4. Analytical Methods
While a range of analytical methods can be employed to detect and quantify Buspirone N-Oxide, typical approaches include chromatographic techniques such as HPLC coupled with UV or mass spectrometric detection. These methods support the identification, separation, and estimation of impurity profiles in accordance with pharmacopeial standards.
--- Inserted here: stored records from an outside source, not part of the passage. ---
//! End-to-end API tests: each case drives the router with in-memory
//! requests and asserts on the JSON the frontend would see.

use axum::body::Body;
use axum::http::{header, Method, Request, StatusCode};
use axum::Router;
use http_body_util::BodyExt;
use serde_json::{json, Value};
use tower::ServiceExt;

use quizpool_engine::QuestionBank;
use quizpool_server::routes;
use quizpool_server::state::AppState;

/// Catalog with one category of ten questions; option 0 is always correct
/// so tests can pick right/wrong answers deliberately.
fn test_bank() -> QuestionBank {
    let questions: Vec<Value> = (0..10)
        .map(|i| {
            json!({
                "id": format!("q{i}"),
                "question": format!("Question {i}?"),
                "options": ["a", "b", "c", "d"],
                "correctAnswer": 0,
            })
        })
        .collect();
    let catalog = json!({ "blockchain": questions });
    QuestionBank::from_json_str(&catalog.to_string()).unwrap()
}

fn app() -> Router {
    routes::router(AppState::new(test_bank()))
}

async fn send(app: &Router, method: Method, path: &str, body: Option<Value>) -> (StatusCode, Value) {
    let mut builder = Request::builder().method(method).uri(path);
    let body = match body {
        Some(value) => {
            builder = builder.header(header::CONTENT_TYPE, "application/json");
            Body::from(value.to_string())
        }
        None => Body::empty(),
    };

    let response = app
        .clone()
        .oneshot(builder.body(body).unwrap())
        .await
        .unwrap();
    let status = response.status();
    let bytes = response.into_body().collect().await.unwrap().to_bytes();
    let value = if bytes.is_empty() {
        Value::Null
    } else {
        serde_json::from_slice(&bytes).unwrap()
    };
    (status, value)
}

async fn get(app: &Router, path: &str) -> (StatusCode, Value) {
    send(app, Method::GET, path, None).await
}

async fn post(app: &Router, path: &str, body: Value) -> (StatusCode, Value) {
    send(app, Method::POST, path, Some(body)).await
}

async fn create_room(app: &Router, host: &str, entry_fee: &str, max_players: usize) -> String {
    let (status, body) = post(
        app,
        "/api/rooms/create",
        json!({
            "hostAddress": host,
            "category": "blockchain",
            "name": "Friday Quiz",
            "entryFee": entry_fee,
            "maxPlayers": max_players,
        }),
    )
    .await;
    assert_eq!(status, StatusCode::OK);
    body["id"].as_str().unwrap().to_owned()
}

#[tokio::test]
async fn test_health() {
    let app = app();
    let (status, body) = get(&app, "/health").await;
    assert_eq!(status, StatusCode::OK);
    assert_eq!(body["status"], "ok");
    assert!(body["timestamp"].is_string());
}

#[tokio::test]
async fn test_category_questions_endpoint() {
    let app = app();
    let (status, body) = get(&app, "/api/questions/blockchain").await;
    assert_eq!(status, StatusCode::OK);
    assert_eq!(body["questions"].as_array().unwrap().len(), 10);

    let (status, body) = get(&app, "/api/questions/history").await;
    assert_eq!(status, StatusCode::NOT_FOUND);
    assert_eq!(body["error"], "Not enough questions for this category");
}

#[tokio::test]
async fn test_create_room_shape_and_defaults() {
    let app = app();
    let (status, body) = post(
        &app,
        "/api/rooms/create",
        json!({ "hostAddress": "0xHOST", "category": "blockchain", "name": "Quiz" }),
    )
    .await;

    assert_eq!(status, StatusCode::OK);
    assert_eq!(body["id"].as_str().unwrap().len(), 8);
    assert_eq!(body["status"], "waiting");
    assert_eq!(body["entryFee"], "0");
    assert_eq!(body["maxPlayers"], 4);
    assert_eq!(body["hostAddress"], "0xhost");
    assert_eq!(body["players"].as_array().unwrap().len(), 1);
    assert_eq!(body["questions"].as_array().unwrap().len(), 10);
}

#[tokio::test]
async fn test_create_room_missing_fields_rejected() {
    let app = app();
    let (status, body) = post(
        &app,
        "/api/rooms/create",
        json!({ "hostAddress": "0xhost", "category": "blockchain" }),
    )
    .await;
    assert_eq!(status, StatusCode::BAD_REQUEST);
    assert_eq!(body["error"], "Missing required fields");
}

#[tokio::test]
async fn test_room_listing_and_detail() {
    let app = app();
    let room_id = create_room(&app, "0xhost", "0", 4).await;

    let (status, body) = get(&app, "/api/rooms").await;
    assert_eq!(status, StatusCode::OK);
    assert_eq!(body["rooms"][0]["id"], room_id.as_str());

    let (status, body) = get(&app, &format!("/api/rooms/{room_id}")).await;
    assert_eq!(status, StatusCode::OK);
    assert_eq!(body["room"]["id"], room_id.as_str());

    let (status, body) = get(&app, "/api/rooms/XXXXXXXX").await;
    assert_eq!(status, StatusCode::NOT_FOUND);
    assert_eq!(body["error"], "Room not found");
}

#[tokio::test]
async fn test_join_conflicts() {
    let app = app();
    let room_id = create_room(&app, "0xhost", "0", 2).await;

    let (status, _) = post(
        &app,
        &format!("/api/rooms/{room_id}/join"),
        json!({ "playerAddress": "0xHOST" }),
    )
    .await;
    assert_eq!(status, StatusCode::CONFLICT);

    let (status, body) = post(
        &app,
        &format!("/api/rooms/{room_id}/join"),
        json!({ "playerAddress": "0xp2" }),
    )
    .await;
    assert_eq!(status, StatusCode::OK);
    assert_eq!(body["message"], "Successfully joined room");

    let (status, body) = post(
        &app,
        &format!("/api/rooms/{room_id}/join"),
        json!({ "playerAddress": "0xp3" }),
    )
    .await;
    assert_eq!(status, StatusCode::CONFLICT);
    assert_eq!(body["error"], "Room is full");
}

#[tokio::test]
async fn test_start_authorization_and_quorum() {
    let app = app();
    let room_id = create_room(&app, "0xhost", "0", 4).await;

    let (status, body) = post(
        &app,
        &format!("/api/rooms/{room_id}/start"),
        json!({ "playerAddress": "0xhost" }),
    )
    .await;
    assert_eq!(status, StatusCode::BAD_REQUEST);
    assert_eq!(body["error"], "Need at least 2 players to start");

    post(
        &app,
        &format!("/api/rooms/{room_id}/join"),
        json!({ "playerAddress": "0xp2" }),
    )
    .await;

    let (status, body) = post(
        &app,
        &format!("/api/rooms/{room_id}/start"),
        json!({ "playerAddress": "0xp2" }),
    )
    .await;
    assert_eq!(status, StatusCode::FORBIDDEN);
    assert_eq!(body["error"], "Only host can start the game");

    let (status, body) = post(
        &app,
        &format!("/api/rooms/{room_id}/start"),
        json!({ "playerAddress": "0xhost" }),
    )
    .await;
    assert_eq!(status, StatusCode::OK);
    assert_eq!(body["room"]["status"], "playing");
}

#[tokio::test]
async fn test_submit_before_start_rejected() {
    let app = app();
    let room_id = create_room(&app, "0xhost", "0", 4).await;

    let (status, body) = post(
        &app,
        "/api/answers/submit",
        json!({
            "roomId": room_id,
            "playerAddress": "0xhost",
            "questionIndex": 0,
            "answerIndex": 0,
        }),
    )
    .await;
    assert_eq!(status, StatusCode::BAD_REQUEST);
    assert_eq!(body["error"], "Game is not active");
}

#[tokio::test]
async fn test_full_game_flow() {
    let app = app();
    // 100 base units each, pot 200.
    let room_id = create_room(&app, "0xhost", "100", 4).await;

    post(
        &app,
        &format!("/api/rooms/{room_id}/join"),
        json!({ "playerAddress": "0xp2" }),
    )
    .await;
    post(
        &app,
        &format!("/api/rooms/{room_id}/start"),
        json!({ "playerAddress": "0xhost" }),
    )
    .await;

    // Host: instant correct answer.
    let (status, body) = post(
        &app,
        "/api/answers/submit",
        json!({
            "roomId": room_id,
            "playerAddress": "0xhost",
            "questionIndex": 0,
            "answerIndex": 0,
            "timeTaken": 0,
        }),
    )
    .await;
    assert_eq!(status, StatusCode::OK);
    assert_eq!(body["correct"], true);
    assert_eq!(body["points"], 150);
    assert_eq!(body["playerScore"], 150);
    assert_eq!(body["correctAnswer"], 0);

    // Duplicate submission is a conflict and changes nothing.
    let (status, body) = post(
        &app,
        "/api/answers/submit",
        json!({
            "roomId": room_id,
            "playerAddress": "0xhost",
            "questionIndex": 0,
            "answerIndex": 0,
            "timeTaken": 0,
        }),
    )
    .await;
    assert_eq!(status, StatusCode::CONFLICT);
    assert_eq!(body["error"], "Already answered this question");

    // P2: wrong answer.
    let (status, body) = post(
        &app,
        "/api/answers/submit",
        json!({
            "roomId": room_id,
            "playerAddress": "0xp2",
            "questionIndex": 0,
            "answerIndex": 3,
            "timeTaken": 5,
        }),
    )
    .await;
    assert_eq!(status, StatusCode::OK);
    assert_eq!(body["correct"], false);
    assert_eq!(body["points"], 0);

    // Finish: 60/40 head-to-head split of the 200 pot.
    let (status, body) = post(&app, &format!("/api/rooms/{room_id}/finish"), json!({})).await;
    assert_eq!(status, StatusCode::OK);
    assert_eq!(body["room"]["status"], "finished");
    assert_eq!(body["leaderboard"][0]["address"], "0xhost");
    assert_eq!(body["leaderboard"][0]["score"], 150);
    assert_eq!(body["winners"][0]["amount"], "120");
    assert_eq!(body["winners"][1]["address"], "0xp2");
    assert_eq!(body["winners"][1]["amount"], "80");

    // Finishing again returns the same settlement.
    let (status, again) = post(&app, &format!("/api/rooms/{room_id}/finish"), json!({})).await;
    assert_eq!(status, StatusCode::OK);
    assert_eq!(again["winners"], body["winners"]);

    // Payout manifest matches.
    let (status, payout) = get(&app, &format!("/api/admin/payout/{room_id}")).await;
    assert_eq!(status, StatusCode::OK);
    assert_eq!(payout["roomId"], room_id.as_str());
    assert_eq!(payout["winners"], body["winners"]);

    // The finished room drops off the active list.
    let (_, rooms) = get(&app, "/api/rooms").await;
    assert!(rooms["rooms"].as_array().unwrap().is_empty());
}

#[tokio::test]
async fn test_payout_before_finish_rejected() {
    let app = app();
    let room_id = create_room(&app, "0xhost", "100", 4).await;

    let (status, body) = get(&app, &format!("/api/admin/payout/{room_id}")).await;
    assert_eq!(status, StatusCode::BAD_REQUEST);
    assert_eq!(body["error"], "Game not finished yet");
}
5. Significance and Control
Monitoring and controlling impurities such as Buspirone N-Oxide is essential for maintaining product quality and ensuring patient safety. Although not necessarily toxic at low levels, accumulation beyond permissible limits can pose risks and must be addressed during formulation development, storage, and shelf-life studies.
6. Conclusion
Buspirone N-Oxide impurity represents a common yet manageable component of buspirone's impurity profile. General knowledge about its formation, detection, and regulatory relevance underscores the importance of robust quality control strategies in the pharmaceutical industry. Ongoing research and analytical development are essential for continued compliance and product integrity.